Appeals numbers: TC/2013/04284 & TC/2013/04283

 

PROCEDURE – Tribunal Procedure Rule 8 – application for barring of HMRC from proceedings on grounds of no reasonable prospect of success – application refused

 

 

FIRST-TIER TRIBUNAL

TAX CHAMBER

 

 

 

MR RODERICK THOMAS & MR STUART THOMAS

Appellants

 

 

 

 

- and -

 

 

 

 

 

THE COMMISSIONERS FOR HER MAJESTY’S

Respondents

 

REVENUE & CUSTOMS

 

 

 

 

TRIBUNAL:

JUDGE  PETER KEMPSTER

 

 

 

 

 

Sitting in public at Bedford Square , London on 13 January 2014

 

 

 

Mr Roderick Thomas for both Appellants

 

Mr Anthony Stewart (HMRC Special Investigations Unit) for the Respondents

 

 

 

 

 

© CROWN COPYRIGHT 2014


DECISION

 

 

1.             The Appellants (who are brothers) have a long-running dispute with the Respondents (“HMRC”) concerning an offshore trust (“the Trust”), the relevant details of which dispute are set out below.  In April 2013 HMRC issued assessments to both Appellants under s 29 Taxes Management Act 1970 in respect of the tax year 2008-09 (“the Discovery Assessments”), assessing them on estimated gains of the Trust.  The Appellants requested a formal internal review of the decision to issue the Discovery Assessments and in May 2013 that review upheld the original decision.  In June 2013 the Appellants appealed to the Tribunal against the Discovery Assessments (“the Appeal Proceedings”).  In August 2013 HMRC provided their statement of case in relation to the Appeal Proceedings.

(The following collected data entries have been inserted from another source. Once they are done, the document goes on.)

//! Panel Bridge
//!
//! Receives what the controller sends to its surface and applies it to the
//! local [`PanelAnimation`]. Loading the markup is answered with
//! [`SurfaceEvent::Ready`], which the app forwards back to the controller.

use tokio::sync::mpsc;

use nyan_core::{PanelAnimation, PanelMarkup, SurfaceDirective, SurfaceEvent};

/// Terminal side of a `ChannelSurface`
#[derive(Debug)]
pub struct PanelBridge {
    rx: mpsc::UnboundedReceiver<SurfaceDirective>,
    panel: PanelAnimation,
    markup: Option<PanelMarkup>,
    reveals: u64,
    connected: bool,
    prefers_reduced_motion: bool,
}

impl PanelBridge {
    /// Wrap the receiving end of a surface channel
    pub fn new(
        rx: mpsc::UnboundedReceiver<SurfaceDirective>,
        prefers_reduced_motion: bool,
    ) -> Self {
        let mut panel = PanelAnimation::new();
        panel.set_prefers_reduced_motion(prefers_reduced_motion);
        Self {
            rx,
            panel,
            markup: None,
            reveals: 0,
            connected: true,
            prefers_reduced_motion,
        }
    }

    /// Apply everything waiting in the channel
    ///
    /// Returns the events the controller should receive in reply.
    pub fn drain(&mut self) -> Vec<SurfaceEvent> {
        let mut replies = Vec::new();
        loop {
            match self.rx.try_recv() {
                Ok(directive) => {
                    if let Some(reply) = self.apply(directive) {
                        replies.push(reply);
                    }
                }
                Err(mpsc::error::TryRecvError::Empty) => break,
                Err(mpsc::error::TryRecvError::Disconnected) => {
                    if self.connected {
                        tracing::debug!("Controller released the panel");
                        self.connected = false;
                    }
                    break;
                }
            }
        }
        replies
    }

    fn apply(&mut self, directive: SurfaceDirective) -> Option<SurfaceEvent> {
        match directive {
            SurfaceDirective::Markup(markup) => {
                // A fresh document starts from scratch
                self.panel = PanelAnimation::new();
                self.panel.set_prefers_reduced_motion(self.prefers_reduced_motion);
                self.panel.set_status(&markup.status_text);
                self.markup = Some(markup);
                tracing::debug!("Panel markup loaded");
                Some(SurfaceEvent::Ready)
            }
            SurfaceDirective::Message(message) => {
                self.panel.handle_message(&message);
                None
            }
            SurfaceDirective::Reveal { preserve_focus } => {
                self.reveals += 1;
                tracing::trace!(preserve_focus, "Panel revealed");
                None
            }
        }
    }

    /// External reduced-motion preference changed
    pub fn set_prefers_reduced_motion(&mut self, prefers: bool) {
        self.prefers_reduced_motion = prefers;
        self.panel.set_prefers_reduced_motion(prefers);
    }

    /// The panel's view state
    pub fn panel(&self) -> &PanelAnimation {
        &self.panel
    }

    /// Mutable access for frame stepping
    pub fn panel_mut(&mut self) -> &mut PanelAnimation {
        &mut self.panel
    }

    /// Markup most recently loaded, if any
    pub fn markup(&self) -> Option<&PanelMarkup> {
        self.markup.as_ref()
    }

    /// Number of reveal requests received
    pub fn reveals(&self) -> u64 {
        self.reveals
    }

    /// Whether the controller still holds the sending end
    pub fn is_connected(&self) -> bool {
        self.connected
    }
}

#[cfg(test)]
mod tests {
    use super::*;
    use nyan_core::provider::INITIAL_STATUS;
    use nyan_core::{
        ActivityController, ChannelSurface, MemoryStatusSink, SharedSettings, StartOptions,
    };
    use pretty_assertions::assert_eq;
    use std::sync::Arc;

    fn wired(prefers_reduced: bool) -> (ActivityController, PanelBridge) {
        let controller = ActivityController::new(
            Arc::new(SharedSettings::default()),
            Arc::new(MemoryStatusSink::new()),
        );
        let (surface, rx) = ChannelSurface::new();
        controller.resolve_surface(Arc::new(surface));
        (controller, PanelBridge::new(rx, prefers_reduced))
    }

    #[tokio::test(start_paused = true)]
    async fn test_markup_is_answered_with_ready() {
        let (_controller, mut bridge) = wired(false);
        assert_eq!(bridge.drain(), vec![SurfaceEvent::Ready]);
        assert_eq!(bridge.panel().status(), INITIAL_STATUS);
        assert!(bridge.markup().is_some());
    }

    #[tokio::test(start_paused = true)]
    async fn test_messages_drive_the_panel() {
        let (controller, mut bridge) = wired(false);
        for reply in bridge.drain() {
            controller.handle_surface_event(reply);
        }

        controller.begin_context("Task: build", StartOptions::auto_reveal(), None);
        assert!(bridge.drain().is_empty());
        assert!(bridge.panel().is_running());
        assert_eq!(bridge.panel().status(), "Task: build");
        assert_eq!(bridge.reveals(), 1);

        controller.stop_all(None);
        bridge.drain();
        assert!(!bridge.panel().is_running());
    }

    #[tokio::test(start_paused = true)]
    async fn test_preference_survives_reload() {
        let (controller, mut bridge) = wired(true);
        bridge.drain();
        assert!(bridge.panel().is_reduced_motion());

        let (surface, rx) = ChannelSurface::new();
        bridge.rx = rx;
        controller.resolve_surface(Arc::new(surface));
        assert_eq!(bridge.drain(), vec![SurfaceEvent::Ready]);
        assert!(bridge.panel().is_reduced_motion());
    }

    #[tokio::test(start_paused = true)]
    async fn test_disposed_controller_disconnects() {
        let (controller, mut bridge) = wired(false);
        bridge.drain();
        controller.dispose();
        drop(controller);
        bridge.drain();
        assert!(!bridge.is_connected());
    }
}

2.             In September 2013 the Appellants made an application to the Tribunal for “directions under Rule 8”.  Tribunal Procedure Rule 8 provides, so far as relevant:

 “Striking out a party’s case

(3) The Tribunal may strike out the whole or a part of the proceedings if—

(c)  the Tribunal considers there is no reasonable prospect of the appellant’s case, or part of it, succeeding.

(4) The Tribunal may not strike out the whole or a part of the proceedings under paragraphs (2) or (3)(b) or (c) without first giving the appellant an opportunity to make representations in relation to the proposed striking out.

...

(7) This rule applies to a respondent as it applies to an appellant except that—

(a) a reference to the striking out of the proceedings must be read as a reference to the barring of the respondent from taking further part in the proceedings;

… 

(8) If a respondent has been barred from taking further part in proceedings under this rule and that bar has not been lifted, the Tribunal need not consider any response or other submissions made by that respondent, and may summarily determine any or all issues against that respondent.”

3.             At the hearing the Appellants confirmed that the direction sought was a barring of HMRC from taking further part in the Appeal Proceedings, on the grounds that there was no reasonable prospect of HMRC’s case succeeding.

Appellants’ Case

4.             Mr Roderick Thomas for both Appellants submitted as follows.

5.             The dispute with HMRC has been running for fourteen years.  In 1997 the Trust was settled by the Appellants’ brother-in-law, who was domiciled and resident outside the UK.  HMRC have maintained incorrectly that the Appellants are settlors of the Trust, and have been seeking to tax the Appellants on that basis on the income and gains of the Trust.

6.             Appeals against closure notices for 2002-03 had been the subject of hearings before Judge Berner in 2013, who required HMRC to state clearly their case.  In December 2013 HMRC had conceded the dispute over those assessments.  That was unreasonable conduct by HMRC, who had entailed the Appellants in a huge amount of work.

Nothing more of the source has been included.